Microsoft wants you to pay $15 for DVD playback in Windows 10

Windows 10 logoIf you partake in Microsoft's free upgrade offer from Windows 7 or 8 to Windows 10, Windows Media Center will be removed without warning. In its place, a new app called Windows DVD Player has been added to the Windows Store. It costs the princely sum of £11.59, or $14.99/€14,89 if you live in the terrifyingly parched wastes outside Blighty.

Updated: A number of commenters are reporting that the Windows 10 upgrade tool does warn you that you're about to lose Windows Media Center.

Microsoft doesn't exactly hide the fact that Windows 10 forcibly deprecates Media Center, but the information isn't in the most obvious of locations either. If you visit the Windows 10 upgrade website, and then click the "Windows 10 specifications" link in the small print at the bottom of the page, there's a big list of deprecated features. Media Center is the main one, but you'll be dismayed to hear that Solitaire, Minesweeper, and Hearts have also been removed.

Microsoft wants you to pay $15 for DVD playback in Windows 10

Now, the good news: if your computer had Media Center before the upgrade (most versions of Windows 7, or Windows 8/8.1 with Media Center), you will be credited with a free copy of Windows DVD Player. In practice, this means that most people upgrading from Windows 7 will have access to the Windows DVD Player app for free, while most Windows 8 upgraders won't. Likewise, if you bought a full Windows 10 Home or Pro licence, or a new Windows 10 computer, you won't be eligible to download the DVD Player app for free.

For almost 12 of your good pounds, you'd expect the Windows DVD Player to be a polished, feature-rich replacement for Media Center. Sadly, that isn't the case. The official screenshot at the top of the story says it all: this app really is just a bland blue box that plays DVDs when you slot one in. It doesn't play Blu-ray discs, it doesn't play VOB backups from your hard drive, and, well, it basically doesn't replicate any of Media Center's useful features (DVR, image slideshows, media organisation, etc.)

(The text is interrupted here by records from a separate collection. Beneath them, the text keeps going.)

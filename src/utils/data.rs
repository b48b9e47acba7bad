use crate::models::{Subject, ValueRecommendation};
use anyhow::{Context, Result};
use serde::de::DeserializeOwned;
use serde::Serialize;
use std::path::{Path, PathBuf};

/// Save any serializable value as pretty JSON
pub fn save_json<T: Serialize + ?Sized>(value: &T, path: impl AsRef<Path>) -> Result<()> {
    let path = path.as_ref();
    if let Some(parent) = path.parent() {
        if !parent.as_os_str().is_empty() {
            std::fs::create_dir_all(parent)
                .with_context(|| format!("Failed to create directory {}", parent.display()))?;
        }
    }
    let json = serde_json::to_string_pretty(value).context("Failed to serialize data")?;
    std::fs::write(path, json)
        .with_context(|| format!("Failed to write file {}", path.display()))?;
    Ok(())
}

/// Load a JSON file
pub fn load_json<T: DeserializeOwned>(path: impl AsRef<Path>) -> Result<T> {
    let path = path.as_ref();
    let json = std::fs::read_to_string(path)
        .with_context(|| format!("Failed to read file {}", path.display()))?;
    serde_json::from_str(&json).with_context(|| format!("Invalid JSON in {}", path.display()))
}

/// Most recent `<prefix>*.json` file in a directory.
///
/// Saved files carry a sortable timestamp in their name, so the newest is
/// the greatest name.
pub fn latest_odds_file(dir: impl AsRef<Path>, prefix: &str) -> Result<Option<PathBuf>> {
    let dir = dir.as_ref();
    let entries = std::fs::read_dir(dir)
        .with_context(|| format!("Failed to list directory {}", dir.display()))?;

    let mut latest: Option<(String, PathBuf)> = None;
    for entry in entries {
        let entry = entry?;
        let name = entry.file_name().to_string_lossy().into_owned();
        if !name.starts_with(prefix) || !name.ends_with(".json") {
            continue;
        }
        if latest.as_ref().map_or(true, |(best, _)| name > *best) {
            latest = Some((name, entry.path()));
        }
    }

    Ok(latest.map(|(_, path)| path))
}

/// Save recommendations to CSV
pub fn save_recommendations_to_csv(
    recommendations: &[ValueRecommendation],
    filename: impl AsRef<Path>,
) -> Result<()> {
    let filename = filename.as_ref();
    let mut writer = csv::Writer::from_path(filename)
        .with_context(|| format!("Failed to create CSV file {}", filename.display()))?;

    writer.write_record([
        "Subject",
        "Player",
        "Team",
        "Market",
        "Selection",
        "Line",
        "Odds",
        "Model Probability (%)",
        "Implied Probability (%)",
        "Value (%)",
        "Confidence (%)",
        "Recommendation",
    ])?;

    for rec in recommendations {
        let (subject, player, team, line) = match &rec.subject {
            Subject::Team { game_id } => (
                game_id.clone(),
                String::new(),
                String::new(),
                String::new(),
            ),
            Subject::Player {
                player_id,
                player_name,
                team,
                line,
            } => (
                player_id.clone(),
                player_name.clone(),
                team.clone(),
                format!("{:.1}", line),
            ),
        };

        writer.write_record([
            subject,
            player,
            team,
            rec.market.clone(),
            rec.selection.clone(),
            line,
            format!("{:.2}", rec.odds),
            format!("{:.1}", rec.model_prob * 100.0),
            rec.implied_prob
                .map(|p| format!("{:.1}", p * 100.0))
                .unwrap_or_default(),
            format!("{:.2}", rec.value * 100.0),
            format!("{:.0}", rec.confidence * 100.0),
            rec.tier.to_string(),
        ])?;
    }

    writer.flush()?;
    Ok(())
}

#[cfg(test)]
mod tests {
    use super::*;
    use crate::models::Tier;

    fn scratch_dir(name: &str) -> PathBuf {
        let dir =
            std::env::temp_dir().join(format!("odds_value_ev_{}_{}", name, std::process::id()));
        let _ = std::fs::remove_dir_all(&dir);
        std::fs::create_dir_all(&dir).unwrap();
        dir
    }

    #[test]
    fn test_latest_odds_file() {
        let dir = scratch_dir("latest");
        for name in [
            "odds_completas_20240608_120000.json",
            "odds_completas_20240610_090000.json",
            "odds_completas_20240609_230000.json",
            "odds_completas_20240611_000000.txt",
            "other_20250101.json",
        ] {
            std::fs::write(dir.join(name), "{}").unwrap();
        }

        let latest = latest_odds_file(&dir, "odds_completas_").unwrap().unwrap();
        assert_eq!(
            latest.file_name().unwrap().to_str().unwrap(),
            "odds_completas_20240610_090000.json"
        );
        assert!(latest_odds_file(&dir, "missing_").unwrap().is_none());

        std::fs::remove_dir_all(&dir).unwrap();
    }

    #[test]
    fn test_json_and_csv_round_trip() {
        let dir = scratch_dir("files");
        let rec = ValueRecommendation {
            subject: Subject::Player {
                player_id: "sr:player:1".to_string(),
                player_name: "Tatum, Jayson".to_string(),
                team: "Boston Celtics".to_string(),
                line: 26.5,
            },
            market: "total points".to_string(),
            selection: "over".to_string(),
            model_prob: 0.6,
            implied_prob: Some(0.5),
            odds: 2.0,
            value: 0.2,
            confidence: 0.7,
            tier: Tier::StrongBet,
        };

        let json_path = dir.join("nested").join("recs.json");
        save_json(&vec![rec.clone()], &json_path).unwrap();
        let loaded: Vec<ValueRecommendation> = load_json(&json_path).unwrap();
        assert_eq!(loaded, vec![rec.clone()]);

        let csv_path = dir.join("recs.csv");
        save_recommendations_to_csv(&[rec], &csv_path).unwrap();
        let csv = std::fs::read_to_string(&csv_path).unwrap();
        let lines: Vec<&str> = csv.lines().collect();
        assert_eq!(lines.len(), 2);
        let expected = "sr:player:1,\"Tatum, Jayson\",Boston Celtics,total points,over,26.5,2.00";
        assert!(lines[1].starts_with(expected));
        assert!(lines[1].ends_with("STRONG BET"));

        std::fs::remove_dir_all(&dir).unwrap();
    }
}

There are some other caveats, too. Much in the same way that you need to upgrade from Windows 7 or 8 to get your free Windows 10 licence, you need to be somewhat careful if you want your free copy of Windows DVD Player. As the official FAQ notes:

You must upgrade your PC to Windows 10 to get the free app. If you perform a clean install by formatting your disc rather than upgrade, you will not get the free app. You will still get the free app if you perform an upgrade and choose to delete files, apps and settings during Windows 10 setup.

Further, if you're part of the Windows 10 Insider Preview (like myself), and you upgraded to the Preview from an eligible version of Windows 7 or 8, you have some pain ahead of you:

The free Windows DVD Player app is tied to your Windows 7 or Windows 8 installation. To get the free app, you’ll have to use your installation media to re-install Windows 7 or Windows 8 + Media Center, and then upgrade to Windows 10.

As to why DVD playback so complicated in Windows 10, it's probably (ironically) down to licence fees: for every DVD player that Microsoft ships or sells, it has to pay a fairly large fee to include licence-encumbered codecs such as MPEG-2. Removing DVD playback as a core feature of the OS is an easy way to cut costs.

And, of course, if you're wondering why Microsoft did such a poor job with its official DVD Player app... well, I'm sure Microsoft knows that most people will just download VLC or another free, open-source media player.